The Blackburn Second Monoplane was strongly influenced by the French Antoinette and was much more successful than Robert Blackburn's first aircraft. The lone aircraft was built in Leeds, UK in 1910.

==Development==
The First Monoplane was not a success, barely leaving the ground before crashing. His second machine, the Second Monoplane was very different, and resembled Léon Levavasseur's Antoinette design which Blackburn had seen in France.

The monoplane wing was rectangular with a constant chord, significant dihedral and square tips, and had a thin aerofoil section cambered on the underside, as was usual at the time. Lateral control was by wing warping. The wing was wire braced via a kingpost passing through the fuselage, extending both above and below. The fuselage was, like the wings, a wooden structure covered with fabric, triangular in section and tapering towards the tail. This was characteristically Antoinette with a long, finely tapering fin and tailplane, the rudder being divided into two triangular sections above and below the elevator, giving it clearance to move.

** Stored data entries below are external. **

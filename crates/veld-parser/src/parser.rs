//! Recursive-descent parser.
//!
//! Statements are separated by newlines or semicolons. On a syntax error
//! the parser records a diagnostic and resynchronizes at the next
//! statement separator, so one run can report several errors.

use crate::ast::{BinOp, Expr, ExprKind, MatchArm, Program, Stmt, StmtKind, UnOp};
use crate::token::{Span, Token};
use thiserror::Error;

/// A syntax error with its source span.
#[derive(Debug, Clone, Error)]
#[error("{message}")]
pub struct ParseError {
    pub message: String,
    pub span: Span,
    pub suggestion: Option<String>,
}

pub struct Parser {
    tokens: Vec<(Token, Span)>,
    pos: usize,
    errors: Vec<ParseError>,
    /// Cleared while parsing loop bounds so the loop body's brace is not
    /// taken as a match block on the bound expression.
    allow_match: bool,
}

/// Parse a token stream into a program; returns every syntax error found.
pub fn parse(tokens: Vec<(Token, Span)>) -> Result<Program, Vec<ParseError>> {
    let mut parser = Parser {
        tokens,
        pos: 0,
        errors: Vec::new(),
        allow_match: true,
    };
    let program = parser.program();
    if parser.errors.is_empty() {
        Ok(program)
    } else {
        Err(parser.errors)
    }
}
pub const SCN_TEXT: u32 = 0x6000_0020; // code | execute | read
pub const SCN_RDATA: u32 = 0x4000_0040; // initialized | read
pub const SCN_DATA: u32 = 0xc000_0040; // initialized | read | write

/// Default image base for 64-bit executables.
pub const PE_IMAGE_BASE: u64 = 0x1_4000_0000;
pub const SECTION_ALIGN: u32 = 0x1000;
/// Equal to the section alignment so RVAs mirror file offsets.
pub const FILE_ALIGN: u32 = 0x1000;

const OPTIONAL_HEADER_SIZE: u16 = 240;
const SECTION_HEADER_SIZE: u64 = 40;
const DESCRIPTOR_SIZE: u64 = 20;

/// `DOS + PE + COFF + optional + section headers` for `nsects` sections.
pub fn headers_size(nsects: u64) -> u64 {
    64 + 4 + 20 + u64::from(OPTIONAL_HEADER_SIZE) + SECTION_HEADER_SIZE * nsects
}

/// The import directory: DLLs and the functions pulled from each.
///
/// Built in two steps like the ELF metadata: `build` computes every
/// relative offset (so `.idata`'s size is known to the layout engine),
/// `finalize` turns them into RVAs once the section is placed.
#[derive(Debug, Default)]
pub struct PeImports {
    pub dlls: Vec<(String, Vec<String>)>,
    /// Relative offsets within .idata, keyed by (dll, function).
    iat_rel: FxHashMap<(String, String), u32>,
    ilt_rel: Vec<u32>,
    iat_start_rel: Vec<u32>,
    name_rel: Vec<u32>,
    hint_rel: FxHashMap<(String, String), u32>,
    total: u32,
    idata_rva: u32,
    finalized: bool,
}

impl PeImports {
    pub fn build(dlls: Vec<(String, Vec<String>)>) -> Self {
        let mut iat_rel = FxHashMap::default();
        let mut ilt_rel = Vec::new();
        let mut iat_start_rel = Vec::new();
        let mut name_rel = Vec::new();
        let mut hint_rel = FxHashMap::default();

        // Descriptor table: one per DLL plus the null terminator.
        let mut cursor = (dlls.len() as u32 + 1) * DESCRIPTOR_SIZE as u32;
        // Import lookup tables, then address tables, null-terminated.
        for (_, funcs) in &dlls {
            ilt_rel.push(cursor);
            cursor += (funcs.len() as u32 + 1) * 8;
        }
        for (dll, funcs) in &dlls {
            let start = cursor;
            iat_start_rel.push(start);
            for (i, f) in funcs.iter().enumerate() {
                iat_rel.insert((dll.clone(), f.clone()), start + i as u32 * 8);
            }
            cursor += (funcs.len() as u32 + 1) * 8;
        }
        // Hint/name entries, 2-aligned.
        for (dll, funcs) in &dlls {
            for f in funcs {
                hint_rel.insert((dll.clone(), f.clone()), cursor);
                cursor += 2 + f.len() as u32 + 1;
                cursor += cursor % 2;
            }
        }
        // DLL name strings.
        for (dll, _) in &dlls {
            name_rel.push(cursor);
            cursor += dll.len() as u32 + 1;
        }

        PeImports {
            dlls,
            iat_rel,
            ilt_rel,
            iat_start_rel,
            name_rel,
            hint_rel,
            total: cursor,
            idata_rva: 0,
            finalized: false,
        }
    }

    pub fn size(&self) -> u64 {
        u64::from(self.total)
    }

    pub fn is_empty(&self) -> bool {
        self.dlls.is_empty()
    }

    /// Assign the section's RVA; offsets become resolvable afterwards.
    pub fn finalize(&mut self, idata_rva: u32) {
        self.idata_rva = idata_rva;
        self.finalized = true;
    }

    /// RVA of the IAT slot the code calls through.
    pub fn iat_rva(&self, dll: &str, func: &str) -> Option<u32> {
        debug_assert!(self.finalized);
        self.iat_rel
            .get(&(dll.to_string(), func.to_string()))
            .map(|rel| self.idata_rva + rel)
    }

    /// `(rva, size)` of the import directory table.
    pub fn directory(&self) -> (u32, u32) {
        (
            self.idata_rva,
            (self.dlls.len() as u32 + 1) * DESCRIPTOR_SIZE as u32,
        )
    }

    /// Serialize the whole `.idata` image.
    pub fn bytes(&self) -> Vec<u8> {
        debug_assert!(self.finalized);
        let mut out = vec![0u8; self.total as usize];
        let put32 = |out: &mut Vec<u8>, at: u32, v: u32| {
            out[at as usize..at as usize + 4].copy_from_slice(&v.to_le_bytes());
        };
        let put64 = |out: &mut Vec<u8>, at: u32, v: u64| {
            out[at as usize..at as usize + 8].copy_from_slice(&v.to_le_bytes());
        };

        for (i, (dll, funcs)) in self.dlls.iter().enumerate() {
            let desc = i as u32 * DESCRIPTOR_SIZE as u32;
            put32(&mut out, desc, self.idata_rva + self.ilt_rel[i]);
            put32(&mut out, desc + 12, self.idata_rva + self.name_rel[i]);
            put32(&mut out, desc + 16, self.idata_rva + self.iat_start_rel[i]);

            for (j, f) in funcs.iter().enumerate() {
                let hint = self.idata_rva + self.hint_rel[&(dll.clone(), f.clone())];
                put64(&mut out, self.ilt_rel[i] + j as u32 * 8, u64::from(hint));
                put64(
                    &mut out,
                    self.iat_start_rel[i] + j as u32 * 8,
                    u64::from(hint),
                );
                let at = self.hint_rel[&(dll.clone(), f.clone())] as usize;
                out[at] = 0;
                out[at + 1] = 0;
                out[at + 2..at + 2 + f.len()].copy_from_slice(f.as_bytes());
            }
            let at = self.name_rel[i] as usize;
            out[at..at + dll.len()].copy_from_slice(dll.as_bytes());
        }
        out
    }
}

/// The PE container writer.
pub struct PeWriter {
    pub imports: PeImports,
}
//! Colored terminal output for the CLI.
//!
//! Uses `termcolor` for cross-platform colored output; color is
//! auto-detected and `NO_COLOR` is respected. Diagnostics with carets
//! render elsewhere (the codespan-based sink); this is for the CLI's
//! own status lines.

use std::io::{IsTerminal, Write};
use termcolor::{Color, ColorChoice, ColorSpec, StandardStream, WriteColor};

/// Resolve the color choice for stderr.
pub fn stderr_choice() -> ColorChoice {
    if std::env::var_os("NO_COLOR").is_some() || !std::io::stderr().is_terminal() {
        ColorChoice::Never
    } else {
        ColorChoice::Auto
    }
}

/// Styled stderr writer for status and error lines.
pub struct StyledErr {
    stream: StandardStream,
}

impl StyledErr {
    pub fn new() -> Self {
        Self {
            stream: StandardStream::stderr(stderr_choice()),
        }
    }

    fn styled(&mut self, prefix: &str, color: Color, message: &str) {
        let mut spec = ColorSpec::new();
        spec.set_fg(Some(color)).set_bold(true);
        let _ = self.stream.set_color(&spec);
        let _ = write!(self.stream, "{prefix}");
        let _ = self.stream.reset();
        let _ = writeln!(self.stream, " {message}");
    }

    /// Red fatal-error line.
    pub fn error(&mut self, message: &str) {
        self.styled("error:", Color::Red, message);
    }

    /// Cyan progress line (`--verbose`).
    pub fn note(&mut self, message: &str) {
        self.styled("note:", Color::Cyan, message);
    }

    /// Yellow warning line.
    pub fn warn(&mut self, message: &str) {
        self.styled("warning:", Color::Yellow, message);
    }
}

impl Default for StyledErr {
    fn default() -> Self {
        Self::new()
    }
}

The pilot's seat was at the trailing edge of the wing, and contained Blackburn's "triple steering column" which was moved up and down for elevator control, from side to side to warp the wings and rotated to move the rudders. This system had been used on the First Monoplane. The undercarriage main axle was carried at the bottom end of the kingpost with wheels at either end and bearing ash fore and aft skids. During development and taxying trials, this structure was braced and sprung in different ways before the undercarriage was deemed satisfactory.

Flying was delayed by the choice of a new untried engine, a seven-cylinder radial designed by R.J.Issacson of the Hunslet Engine Co. of Leeds. This drove a wooden two-blade propeller via a 2:1 reduction gear.

The aircraft was taken to Filey on the English east coast for testing on the sands with B.C.Hucks at the controls. On 8 March 1911, after taxiing for several miles, he made the first takeoff. He flew successfully for a while at about 30 ft and 50 mph, but he sideslipped into the sands when attempting his first turn.

Despite this mishap, after repair the Second Monoplane did good service at Filey as an instructional aircraft, bringing publicity to Blackburn's name and later machines.